» ABOUT THIS EXERCISE: Go through the records and give the number of lines that include "weight", with nothing else.

» GIVEN ENTRIES:
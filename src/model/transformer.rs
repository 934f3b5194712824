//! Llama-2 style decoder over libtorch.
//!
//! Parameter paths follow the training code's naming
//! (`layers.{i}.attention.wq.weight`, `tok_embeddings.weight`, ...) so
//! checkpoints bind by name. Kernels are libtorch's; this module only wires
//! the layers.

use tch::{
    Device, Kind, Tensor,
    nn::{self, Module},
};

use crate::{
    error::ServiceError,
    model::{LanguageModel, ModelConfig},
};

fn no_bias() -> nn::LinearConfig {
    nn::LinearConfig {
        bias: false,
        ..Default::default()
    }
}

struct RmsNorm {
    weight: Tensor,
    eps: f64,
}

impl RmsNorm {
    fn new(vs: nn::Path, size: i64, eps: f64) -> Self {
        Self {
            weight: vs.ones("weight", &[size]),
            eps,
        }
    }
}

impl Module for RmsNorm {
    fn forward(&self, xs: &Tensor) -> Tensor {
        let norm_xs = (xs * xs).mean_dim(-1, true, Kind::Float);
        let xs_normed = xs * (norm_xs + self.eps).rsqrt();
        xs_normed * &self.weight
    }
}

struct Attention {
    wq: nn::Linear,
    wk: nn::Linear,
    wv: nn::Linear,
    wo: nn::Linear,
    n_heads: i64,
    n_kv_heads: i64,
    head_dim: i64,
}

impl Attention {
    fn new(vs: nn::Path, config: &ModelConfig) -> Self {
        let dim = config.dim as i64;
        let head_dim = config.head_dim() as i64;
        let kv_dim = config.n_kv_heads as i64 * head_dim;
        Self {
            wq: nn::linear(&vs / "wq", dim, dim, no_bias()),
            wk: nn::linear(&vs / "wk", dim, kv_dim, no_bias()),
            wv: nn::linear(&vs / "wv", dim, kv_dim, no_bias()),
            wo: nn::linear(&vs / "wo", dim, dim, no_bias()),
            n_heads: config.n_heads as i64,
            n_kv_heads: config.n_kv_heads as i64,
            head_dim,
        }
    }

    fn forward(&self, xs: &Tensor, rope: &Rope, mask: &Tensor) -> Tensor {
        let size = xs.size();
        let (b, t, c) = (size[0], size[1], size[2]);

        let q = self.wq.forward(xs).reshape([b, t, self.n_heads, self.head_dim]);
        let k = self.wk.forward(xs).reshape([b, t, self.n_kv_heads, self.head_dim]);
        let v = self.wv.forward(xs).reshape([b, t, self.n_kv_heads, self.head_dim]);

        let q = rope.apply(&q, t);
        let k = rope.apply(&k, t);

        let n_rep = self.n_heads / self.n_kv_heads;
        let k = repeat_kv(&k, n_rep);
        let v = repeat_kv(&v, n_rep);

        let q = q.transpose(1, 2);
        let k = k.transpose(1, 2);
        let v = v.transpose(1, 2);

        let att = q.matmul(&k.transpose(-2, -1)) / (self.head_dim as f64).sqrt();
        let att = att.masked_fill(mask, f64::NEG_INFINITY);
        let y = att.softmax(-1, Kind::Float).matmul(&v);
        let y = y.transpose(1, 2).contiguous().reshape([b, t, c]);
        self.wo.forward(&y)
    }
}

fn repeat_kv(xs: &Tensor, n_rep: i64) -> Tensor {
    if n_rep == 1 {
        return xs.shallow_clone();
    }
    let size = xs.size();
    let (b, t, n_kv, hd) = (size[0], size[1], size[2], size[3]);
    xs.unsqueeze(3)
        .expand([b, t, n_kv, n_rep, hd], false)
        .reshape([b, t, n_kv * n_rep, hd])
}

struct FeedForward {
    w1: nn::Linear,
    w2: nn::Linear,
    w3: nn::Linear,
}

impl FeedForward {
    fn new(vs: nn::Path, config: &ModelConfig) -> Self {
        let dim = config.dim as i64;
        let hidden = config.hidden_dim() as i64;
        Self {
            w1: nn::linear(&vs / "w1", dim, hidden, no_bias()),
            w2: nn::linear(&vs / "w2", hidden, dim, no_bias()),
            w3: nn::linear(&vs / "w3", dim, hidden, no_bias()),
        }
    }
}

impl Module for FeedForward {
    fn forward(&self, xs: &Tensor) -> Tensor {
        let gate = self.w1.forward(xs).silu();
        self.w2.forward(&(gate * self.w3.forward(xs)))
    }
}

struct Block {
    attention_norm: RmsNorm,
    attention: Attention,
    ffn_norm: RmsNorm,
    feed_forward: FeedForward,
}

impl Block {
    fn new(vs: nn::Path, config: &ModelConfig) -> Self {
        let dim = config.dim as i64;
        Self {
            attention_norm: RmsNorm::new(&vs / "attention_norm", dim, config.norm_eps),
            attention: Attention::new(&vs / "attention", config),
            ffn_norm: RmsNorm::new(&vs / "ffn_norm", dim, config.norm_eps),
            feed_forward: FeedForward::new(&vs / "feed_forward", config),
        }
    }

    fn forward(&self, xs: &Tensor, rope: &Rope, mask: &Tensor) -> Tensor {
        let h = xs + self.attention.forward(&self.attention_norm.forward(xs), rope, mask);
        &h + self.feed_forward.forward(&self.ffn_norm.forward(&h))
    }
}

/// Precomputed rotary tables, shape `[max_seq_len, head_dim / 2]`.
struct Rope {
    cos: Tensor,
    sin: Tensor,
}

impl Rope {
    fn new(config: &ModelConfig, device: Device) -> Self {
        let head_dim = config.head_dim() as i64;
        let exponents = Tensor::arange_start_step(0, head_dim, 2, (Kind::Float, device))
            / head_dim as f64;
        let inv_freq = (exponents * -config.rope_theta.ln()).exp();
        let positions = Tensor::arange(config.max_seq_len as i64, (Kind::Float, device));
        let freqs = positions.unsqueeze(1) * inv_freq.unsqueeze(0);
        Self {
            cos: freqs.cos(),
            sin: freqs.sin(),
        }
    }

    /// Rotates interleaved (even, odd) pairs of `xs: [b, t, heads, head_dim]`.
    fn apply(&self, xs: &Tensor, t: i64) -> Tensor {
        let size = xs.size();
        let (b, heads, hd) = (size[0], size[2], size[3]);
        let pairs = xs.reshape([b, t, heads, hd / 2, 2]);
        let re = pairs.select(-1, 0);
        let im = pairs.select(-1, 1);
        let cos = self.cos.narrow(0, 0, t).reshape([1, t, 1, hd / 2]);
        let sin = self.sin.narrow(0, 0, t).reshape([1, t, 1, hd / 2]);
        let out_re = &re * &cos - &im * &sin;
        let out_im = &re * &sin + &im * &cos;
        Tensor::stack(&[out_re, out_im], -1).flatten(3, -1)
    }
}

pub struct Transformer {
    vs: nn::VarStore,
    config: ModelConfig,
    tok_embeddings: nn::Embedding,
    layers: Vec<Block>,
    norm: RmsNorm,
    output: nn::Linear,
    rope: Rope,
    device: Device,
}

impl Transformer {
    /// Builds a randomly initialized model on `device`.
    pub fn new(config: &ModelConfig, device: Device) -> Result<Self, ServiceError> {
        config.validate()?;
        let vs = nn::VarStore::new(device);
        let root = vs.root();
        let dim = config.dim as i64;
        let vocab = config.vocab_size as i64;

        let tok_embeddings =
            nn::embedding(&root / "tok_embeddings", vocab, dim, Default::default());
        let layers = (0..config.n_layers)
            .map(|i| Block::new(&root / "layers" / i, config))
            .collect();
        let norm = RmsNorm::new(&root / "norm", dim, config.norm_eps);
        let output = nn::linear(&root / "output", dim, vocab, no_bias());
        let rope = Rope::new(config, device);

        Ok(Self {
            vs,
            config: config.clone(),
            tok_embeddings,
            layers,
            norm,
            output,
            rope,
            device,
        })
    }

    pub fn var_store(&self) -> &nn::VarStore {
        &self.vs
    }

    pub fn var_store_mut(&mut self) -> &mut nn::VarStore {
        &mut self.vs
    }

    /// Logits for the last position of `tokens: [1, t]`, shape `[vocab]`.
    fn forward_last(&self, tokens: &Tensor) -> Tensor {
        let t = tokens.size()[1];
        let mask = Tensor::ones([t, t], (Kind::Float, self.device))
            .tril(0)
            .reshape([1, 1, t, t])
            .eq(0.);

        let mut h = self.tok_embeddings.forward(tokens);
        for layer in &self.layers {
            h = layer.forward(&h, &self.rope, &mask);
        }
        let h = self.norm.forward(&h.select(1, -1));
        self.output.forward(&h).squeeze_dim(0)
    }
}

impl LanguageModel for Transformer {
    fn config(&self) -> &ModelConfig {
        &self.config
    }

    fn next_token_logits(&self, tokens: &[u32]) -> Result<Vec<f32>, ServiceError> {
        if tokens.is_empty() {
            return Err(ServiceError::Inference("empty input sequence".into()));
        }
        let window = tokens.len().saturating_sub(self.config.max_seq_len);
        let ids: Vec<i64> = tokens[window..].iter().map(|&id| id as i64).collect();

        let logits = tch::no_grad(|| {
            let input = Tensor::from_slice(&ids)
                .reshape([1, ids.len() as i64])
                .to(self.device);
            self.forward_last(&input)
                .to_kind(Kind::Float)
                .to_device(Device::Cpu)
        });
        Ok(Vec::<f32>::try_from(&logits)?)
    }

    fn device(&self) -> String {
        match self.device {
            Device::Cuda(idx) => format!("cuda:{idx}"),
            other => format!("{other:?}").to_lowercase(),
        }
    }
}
* * *
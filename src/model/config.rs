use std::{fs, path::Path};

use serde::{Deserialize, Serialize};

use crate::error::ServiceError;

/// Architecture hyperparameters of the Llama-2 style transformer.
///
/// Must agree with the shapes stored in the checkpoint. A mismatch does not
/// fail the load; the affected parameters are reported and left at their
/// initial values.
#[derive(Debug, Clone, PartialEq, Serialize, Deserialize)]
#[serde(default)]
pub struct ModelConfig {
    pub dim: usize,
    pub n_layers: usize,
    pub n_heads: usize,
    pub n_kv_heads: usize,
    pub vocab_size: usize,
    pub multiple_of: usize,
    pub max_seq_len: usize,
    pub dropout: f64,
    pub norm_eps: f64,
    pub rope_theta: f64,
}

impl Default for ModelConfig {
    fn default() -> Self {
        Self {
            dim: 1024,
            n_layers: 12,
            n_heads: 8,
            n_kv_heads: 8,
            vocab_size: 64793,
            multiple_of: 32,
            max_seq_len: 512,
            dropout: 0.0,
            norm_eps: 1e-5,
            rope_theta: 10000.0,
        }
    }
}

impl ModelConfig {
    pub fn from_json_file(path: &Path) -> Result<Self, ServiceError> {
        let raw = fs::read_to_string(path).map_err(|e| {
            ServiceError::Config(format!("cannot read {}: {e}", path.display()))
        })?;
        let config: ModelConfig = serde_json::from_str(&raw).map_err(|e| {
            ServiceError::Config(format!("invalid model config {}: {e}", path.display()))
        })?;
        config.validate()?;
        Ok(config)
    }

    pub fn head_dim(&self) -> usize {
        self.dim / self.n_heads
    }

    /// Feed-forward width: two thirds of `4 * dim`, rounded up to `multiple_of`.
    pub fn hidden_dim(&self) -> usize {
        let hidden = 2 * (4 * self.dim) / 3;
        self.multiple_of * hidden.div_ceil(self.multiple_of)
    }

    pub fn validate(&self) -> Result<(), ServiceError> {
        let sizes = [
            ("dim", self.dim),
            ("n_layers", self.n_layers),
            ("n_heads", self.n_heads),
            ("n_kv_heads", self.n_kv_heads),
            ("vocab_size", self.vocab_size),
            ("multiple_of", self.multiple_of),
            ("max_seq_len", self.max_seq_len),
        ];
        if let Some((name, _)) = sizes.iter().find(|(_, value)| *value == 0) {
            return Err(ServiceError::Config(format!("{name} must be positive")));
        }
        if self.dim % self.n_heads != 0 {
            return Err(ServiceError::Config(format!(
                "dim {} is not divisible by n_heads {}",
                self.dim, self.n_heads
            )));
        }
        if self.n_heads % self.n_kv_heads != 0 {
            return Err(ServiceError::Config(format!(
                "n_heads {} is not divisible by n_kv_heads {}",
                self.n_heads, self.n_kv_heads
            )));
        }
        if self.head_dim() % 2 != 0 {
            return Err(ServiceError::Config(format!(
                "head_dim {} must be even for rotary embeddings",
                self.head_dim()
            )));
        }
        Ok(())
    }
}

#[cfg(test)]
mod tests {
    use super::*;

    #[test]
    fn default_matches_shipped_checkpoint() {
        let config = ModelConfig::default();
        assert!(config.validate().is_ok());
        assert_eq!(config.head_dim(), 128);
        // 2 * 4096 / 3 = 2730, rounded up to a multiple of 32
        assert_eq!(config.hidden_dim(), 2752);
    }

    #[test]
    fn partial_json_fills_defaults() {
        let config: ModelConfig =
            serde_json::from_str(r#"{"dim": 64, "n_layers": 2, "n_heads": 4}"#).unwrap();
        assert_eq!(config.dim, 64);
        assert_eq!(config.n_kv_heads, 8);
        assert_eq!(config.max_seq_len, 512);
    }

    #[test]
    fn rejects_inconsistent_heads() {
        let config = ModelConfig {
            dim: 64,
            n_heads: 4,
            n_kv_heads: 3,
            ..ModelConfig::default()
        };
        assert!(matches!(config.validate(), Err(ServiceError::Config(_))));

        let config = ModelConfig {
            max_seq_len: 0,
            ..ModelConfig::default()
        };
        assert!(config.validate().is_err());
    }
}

» RESULT OF THE EXERCISE: 4